Rooftop Solar Now Accounts for One Fifth of Puerto Rico’s Generation Capacity

Rooftop Solar Now Accounts for One Fifth of Puerto Rico’s Generation Capacity

PV Magazine USA
PV Magazine USAApr 2, 2026

Why It Matters

The rapid uptake of rooftop solar and storage reshapes Puerto Rico’s energy mix, enhancing grid resilience while highlighting policy tensions between clean‑energy momentum and legacy fossil‑fuel commitments.

Key Takeaways

  • Rooftop solar now 20% of Puerto Rico’s generation capacity.
  • Distributed solar added 81% of new capacity 2016‑2025.
  • Over 190k rooftop systems installed by end‑2025.
  • Battery storage exceeds 170k units, 2,864 MWh total.
  • New LUMA CEO aims to improve grid reliability.

Pulse Analysis

Puerto Rico’s energy landscape is undergoing a profound transformation, driven primarily by an explosion of distributed solar. The U.S. Energy Information Administration reports that rooftop installations now represent 1,456 MW—about 20% of the island’s total generation capacity—surpassing natural gas for the first time. This growth stems from a steady stream of installations, averaging 3,850 new systems per month in 2025, and has supplied 81% of all new capacity added over the past decade. The shift not only diversifies supply but also reduces dependence on imported fuels, a long‑standing vulnerability for the territory.

Complementing solar, battery storage adoption is outpacing mainland rates, with more than 171,000 households and businesses operating distributed batteries that collectively store 2,864 MWh. These assets are increasingly coordinated through LUMA’s Customer Battery Energy Sharing program, forming virtual power plants that can be dispatched during peak demand or outage events. The integration of storage enhances grid stability, a critical factor given Puerto Rico’s average of 27 hours of outages annually and spikes up to 200 hours during severe weather. The arrival of LUMA’s new CEO, Janisse Quiñones, adds executive focus on reliability and deeper collaboration with clean‑energy stakeholders.

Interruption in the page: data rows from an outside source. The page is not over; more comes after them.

//! Half-duplex 3-wire transaction engine
//!
//! One [`HalfDuplexBus`] owns one SPI peripheral configured for a single data
//! line, the clock and data pins, and the chip-select lines of up to
//! [`MAX_SLAVES`] sensors. A transaction runs:
//!
//! 1. assert the bound chip-select
//! 2. transmit the command words
//! 3. hold for [`GRACE_PERIOD_US`]
//! 4. switch the peripheral to receive
//! 5. receive the response words
//! 6. release chip-select
//! 7. switch the peripheral back to transmit
//!
//! Step 7 happens after chip-select is released, so the sensor never sees it.
//!
//! # Caller contract
//!
//! The bus has no internal lock. Methods take `&mut self`, so exclusive access
//! is enforced by the borrow checker; sharing between several sensors goes
//! through [`crate::SensorBus`], which reports overlapping use as
//! [`Error::ConcurrentAccessViolation`].

use embedded_hal::delay::DelayNs;
use embedded_hal::digital::PinState;

use crate::{
    error::Error,
    peripheral::{HalfDuplexPeripheral, LineDirection},
    pin::{DigitalPin, PinMode},
    select::{ChipSelectBinding, MAX_SLAVES, SlaveNumber},
    timer::{CycleCounter, CycleDelay, GRACE_PERIOD_US},
    transaction::Transaction,
};

/// Peripheral timeout used when none is configured
pub const DEFAULT_TIMEOUT_MS: u32 = 100;

/// Fixed wiring of one physical bus
#[derive(Debug)]
pub struct BusConfiguration<SPI, SCK, DATA> {
    /// Peripheral driving the bus
    pub peripheral: SPI,
    /// Clock line
    pub sck: SCK,
    /// Transmit data line (MOSI)
    pub mosi: DATA,
    /// Receive data line, `None` when it is the same wire as `mosi`
    ///
    /// Held for the lifetime of the bus and handed back by
    /// [`HalfDuplexBus::release`]; the engine never drives it. Routing the
    /// receive path is up to the peripheral's receive mode.
    pub miso: Option<DATA>,
    /// Bounded wait handed to every transmit and receive
    pub timeout_ms: u32,
}

impl<SPI, SCK, DATA> BusConfiguration<SPI, SCK, DATA> {
    /// Single-wire configuration: MOSI and MISO share one pin
    pub fn new(peripheral: SPI, sck: SCK, mosi: DATA) -> Self {
        Self {
            peripheral,
            sck,
            mosi,
            miso: None,
            timeout_ms: DEFAULT_TIMEOUT_MS,
        }
    }

    /// Use a separate receive data pin
    #[must_use]
    pub fn with_miso(mut self, miso: DATA) -> Self {
        self.miso = Some(miso);
        self
    }

    /// Override the peripheral timeout
    #[must_use]
    pub fn with_timeout_ms(mut self, timeout_ms: u32) -> Self {
        self.timeout_ms = timeout_ms;
        self
    }
}

/// Where the bus is in its transaction cycle
#[derive(Debug, Clone, Copy, PartialEq, Eq)]
#[cfg_attr(feature = "defmt", derive(defmt::Format))]
pub enum BusPhase {
    /// `initialize` has not run yet
    Uninitialized,
    /// Chip-select released, peripheral in transmit mode
    Idle,
    /// Chip-select asserted, command words going out
    Transmitting,
    /// Chip-select asserted, response words coming in
    Receiving,
    /// Chip-select asserted with the trigger-update pattern on the lines
    Triggering,
}

/// Half-duplex SSC bus shared by up to four sensors
#[derive(Debug)]
pub struct HalfDuplexBus<SPI, SCK, DATA, CS, T> {
    config: BusConfiguration<SPI, SCK, DATA>,
    counter: T,
    selects: [Option<CS>; MAX_SLAVES],
    active: Option<SlaveNumber>,
    direction: Option<LineDirection>,
    phase: BusPhase,
}

impl<SPI, SCK, DATA, CS, T, E> HalfDuplexBus<SPI, SCK, DATA, CS, T>
where
    SPI: HalfDuplexPeripheral,
    SCK: DigitalPin<Error = E>,
    DATA: DigitalPin<Error = E>,
    CS: DigitalPin<Error = E>,
    T: CycleCounter,
{
    /// Take ownership of the bus hardware
    ///
    /// Nothing is driven until [`Self::initialize`] is called.
    pub fn new(config: BusConfiguration<SPI, SCK, DATA>, counter: T) -> Self {
        Self {
            config,
            counter,
            selects: [None, None, None, None],
            active: None,
            direction: None,
            phase: BusPhase::Uninitialized,
        }
    }

    /// Like [`Self::new`], with a first chip-select attached and bound
    ///
    /// # Errors
    ///
    /// Returns an error if the chip-select pin cannot be configured
    pub fn with_select(
        config: BusConfiguration<SPI, SCK, DATA>,
        counter: T,
        binding: ChipSelectBinding<CS>,
    ) -> Result<Self, Error<E>> {
        let slave = binding.slave;
        let mut bus = Self::new(config, counter);
        bus.attach_select(binding)?;
        bus.bind_select(slave)?;
        Ok(bus)
    }

    /// Start the cycle counter, park every chip-select high and put the
    /// peripheral into transmit mode
    ///
    /// Safe to call again; it re-arms the counter and the peripheral.
    ///
    /// # Errors
    ///
    /// Returns [`Error::InitializationFailure`] if the counter or the peripheral
    /// fails to start, or [`Error::Pin`] if a chip-select cannot be configured
    pub fn initialize(&mut self) -> Result<(), Error<E>> {
        #[cfg(feature = "defmt")]
        defmt::debug!("Initializing 3-wire bus");

        self.counter.start().map_err(|_e| {
            #[cfg(feature = "defmt")]
            defmt::warn!("Cycle counter failed to start: {}", _e);
            Error::InitializationFailure
        })?;
        if self.counter.clock_hz() == 0 {
            #[cfg(feature = "defmt")]
            defmt::warn!("Cycle counter reports a 0 Hz clock");
            return Err(Error::InitializationFailure);
        }

        for pin in self.selects.iter_mut().flatten() {
            pin.configure(PinMode::OutputPushPull).map_err(Error::Pin)?;
            pin.disable().map_err(Error::Pin)?;
        }

        self.direction = None;
        self.config
            .peripheral
            .set_direction(LineDirection::TransmitOnly)
            .map_err(|_e| {
                #[cfg(feature = "defmt")]
                defmt::warn!("Peripheral failed to enter transmit mode: {}", _e);
                Error::InitializationFailure
            })?;
        self.direction = Some(LineDirection::TransmitOnly);
        self.phase = BusPhase::Idle;

        #[cfg(feature = "defmt")]
        defmt::debug!("3-wire bus ready at {} Hz", self.counter.clock_hz());

        Ok(())
    }

    /// Install the chip-select for `binding.slave`
    ///
    /// The pin is configured as a push-pull output and released. Any pin
    /// previously attached for that slave is handed back.
    ///
    /// # Errors
    ///
    /// Returns [`Error::Pin`] if the pin cannot be configured
    pub fn attach_select(&mut self, binding: ChipSelectBinding<CS>) -> Result<Option<CS>, Error<E>> {
        let ChipSelectBinding { slave, mut pin } = binding;

        pin.configure(PinMode::OutputPushPull).map_err(Error::Pin)?;
        pin.disable().map_err(Error::Pin)?;

        #[cfg(feature = "defmt")]
        defmt::trace!("Attached chip-select for slave {}", slave);

        Ok(self.selects[slave.index()].replace(pin))
    }

    /// Remove and return the chip-select for `slave`, leaving it released
    ///
    /// # Errors
    ///
    /// Returns [`Error::InvalidSlaveSelection`] if nothing is attached for
    /// `slave`, or [`Error::Pin`] if the pin cannot be released
    pub fn detach_select(&mut self, slave: SlaveNumber) -> Result<CS, Error<E>> {
        let mut pin = self.selects[slave.index()]
            .take()
            .ok_or(Error::InvalidSlaveSelection)?;
        if self.active == Some(slave) {
            self.active = None;
        }
        pin.disable().map_err(Error::Pin)?;
        Ok(pin)
    }

    /// Choose which chip-select the next transaction drives
    ///
    /// No line changes state.
    ///
    /// # Errors
    ///
    /// Returns [`Error::InvalidSlaveSelection`] if no pin is attached for `slave`
    pub fn bind_select(&mut self, slave: SlaveNumber) -> Result<(), Error<E>> {
        if self.selects[slave.index()].is_none() {
            #[cfg(feature = "defmt")]
            defmt::warn!("No chip-select attached for slave {}", slave);
            return Err(Error::InvalidSlaveSelection);
        }
        self.active = Some(slave);
        Ok(())
    }

    /// Currently bound slave
    pub fn selected(&self) -> Option<SlaveNumber> {
        self.active
    }

    /// Where the bus is in its transaction cycle
    pub fn phase(&self) -> BusPhase {
        self.phase
    }

    /// Current data line direction, `None` if a reconfiguration failed midway
    pub fn direction(&self) -> Option<LineDirection> {
        self.direction
    }

    /// Send `words` and read `response.len()` words back
    ///
    /// `words` is a command, optionally followed by one data word. An empty
    /// `response` makes this a write-only transaction: the line is never
    /// turned around.
    ///
    /// On any failure chip-select is released and the peripheral is put back
    /// into transmit mode before the first error is returned.
    ///
    /// # Errors
    ///
    /// - [`Error::NotInitialized`] before [`Self::initialize`]
    /// - [`Error::InvalidSlaveSelection`] if no slave is bound
    /// - [`Error::InvalidTransaction`] unless `words` holds 1 or 2 words; no
    ///   line is touched
    /// - [`Error::PeripheralTimeout`] / [`Error::Peripheral`] from the peripheral
    /// - [`Error::Pin`] if chip-select cannot be driven
    pub fn transact(&mut self, words: &[u16], response: &mut [u16]) -> Result<(), Error<E>> {
        let slave = self.ready_slave()?;
        let request = Transaction::from_words(words).ok_or_else(|| {
            #[cfg(feature = "defmt")]
            defmt::warn!("Rejected {}-word request on slave {}", words.len(), slave);
            Error::InvalidTransaction
        })?;

        #[cfg(feature = "defmt")]
        defmt::trace!(
            "Transaction on slave {}: tx {=[?]:#x}, rx {} words",
            slave,
            request.words(),
            response.len()
        );

        let outcome = self.exchange(slave, request.words(), response);
        let released = self.deselect(slave);
        let restored = self.restore_transmit();
        self.phase = BusPhase::Idle;

        #[cfg(feature = "defmt")]
        match &outcome {
            Ok(()) => defmt::trace!("Received {=[?]:#x}", response),
            Err(_) => defmt::warn!("Transaction on slave {} failed", slave),
        }

        outcome.and(released).and(restored)
    }

    /// Make the bound sensor snapshot its update registers
    ///
    /// Drives SCK low and MOSI high, asserts chip-select for
    /// [`GRACE_PERIOD_US`], then releases it. The line direction is untouched.
    ///
    /// # Errors
    ///
    /// - [`Error::NotInitialized`] before [`Self::initialize`]
    /// - [`Error::InvalidSlaveSelection`] if no slave is bound
    /// - [`Error::Pin`] if a line cannot be driven
    pub fn trigger_update(&mut self) -> Result<(), Error<E>> {
        let slave = self.ready_slave()?;

        #[cfg(feature = "defmt")]
        defmt::trace!("Trigger update on slave {}", slave);

        self.phase = BusPhase::Triggering;
        let outcome = self.pulse(slave);
        let released = self.deselect(slave);
        self.phase = BusPhase::Idle;

        outcome.and(released)
    }

    /// Tear the bus down, returning its wiring, counter and attached chip-selects
    #[allow(clippy::type_complexity)]
    pub fn release(
        self,
    ) -> (
        BusConfiguration<SPI, SCK, DATA>,
        T,
        [Option<CS>; MAX_SLAVES],
    ) {
        (self.config, self.counter, self.selects)
    }

    fn ready_slave(&self) -> Result<SlaveNumber, Error<E>> {
        if self.phase == BusPhase::Uninitialized {
            return Err(Error::NotInitialized);
        }
        self.active.ok_or(Error::InvalidSlaveSelection)
    }

    fn select_pin(&mut self, slave: SlaveNumber) -> Result<&mut CS, Error<E>> {
        self.selects[slave.index()]
            .as_mut()
            .ok_or(Error::InvalidSlaveSelection)
    }

    fn exchange(
        &mut self,
        slave: SlaveNumber,
        words: &[u16],
        response: &mut [u16],
    ) -> Result<(), Error<E>> {
        self.phase = BusPhase::Transmitting;
        self.select_pin(slave)?.enable().map_err(Error::Pin)?;

        let timeout_ms = self.config.timeout_ms;
        self.config.peripheral.transmit(words, timeout_ms)?;
        self.hold_grace_period();

        if response.is_empty() {
            return Ok(());
        }

        self.direction = None;
        self.config
            .peripheral
            .set_direction(LineDirection::ReceiveOnly)?;
        self.direction = Some(LineDirection::ReceiveOnly);

        #[cfg(feature = "defmt")]
        defmt::trace!("Data line turned to receive");

        self.phase = BusPhase::Receiving;
        self.config.peripheral.receive(response, timeout_ms)?;
        Ok(())
    }

    fn pulse(&mut self, slave: SlaveNumber) -> Result<(), Error<E>> {
        self.config.sck.write(PinState::Low).map_err(Error::Pin)?;
        self.config.mosi.write(PinState::High).map_err(Error::Pin)?;
        self.select_pin(slave)?.enable().map_err(Error::Pin)?;
        self.hold_grace_period();
        Ok(())
    }

    fn deselect(&mut self, slave: SlaveNumber) -> Result<(), Error<E>> {
        self.select_pin(slave)?.disable().map_err(Error::Pin)
    }

    fn restore_transmit(&mut self) -> Result<(), Error<E>> {
        if self.direction == Some(LineDirection::TransmitOnly) {
            return Ok(());
        }
        self.direction = None;
        self.config
            .peripheral
            .set_direction(LineDirection::TransmitOnly)
            .inspect_err(|_e| {
                #[cfg(feature = "defmt")]
                defmt::warn!("Data line stuck out of transmit mode: {}", _e);
            })?;
        self.direction = Some(LineDirection::TransmitOnly);

        #[cfg(feature = "defmt")]
        defmt::trace!("Data line back to transmit");

        Ok(())
    }

    fn hold_grace_period(&self) {
        CycleDelay::new(&self.counter).delay_us(GRACE_PERIOD_US);
    }
}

Policy, however, remains a mixed signal. Governor Jenniffer González Colón’s Act 1‑2025 extends the life of the sole coal‑fired plant to 2032 and removes interim renewable‑percentage targets, even as the island maintains a long‑term 100% renewable goal for 2050. This regulatory ambiguity creates both risk and opportunity for investors and developers. While the legislative environment may slow utility‑scale projects, the momentum of distributed solar and storage suggests a resilient, bottom‑up pathway toward the island’s clean‑energy future, positioning Puerto Rico as a testbed for decentralized grid modernization.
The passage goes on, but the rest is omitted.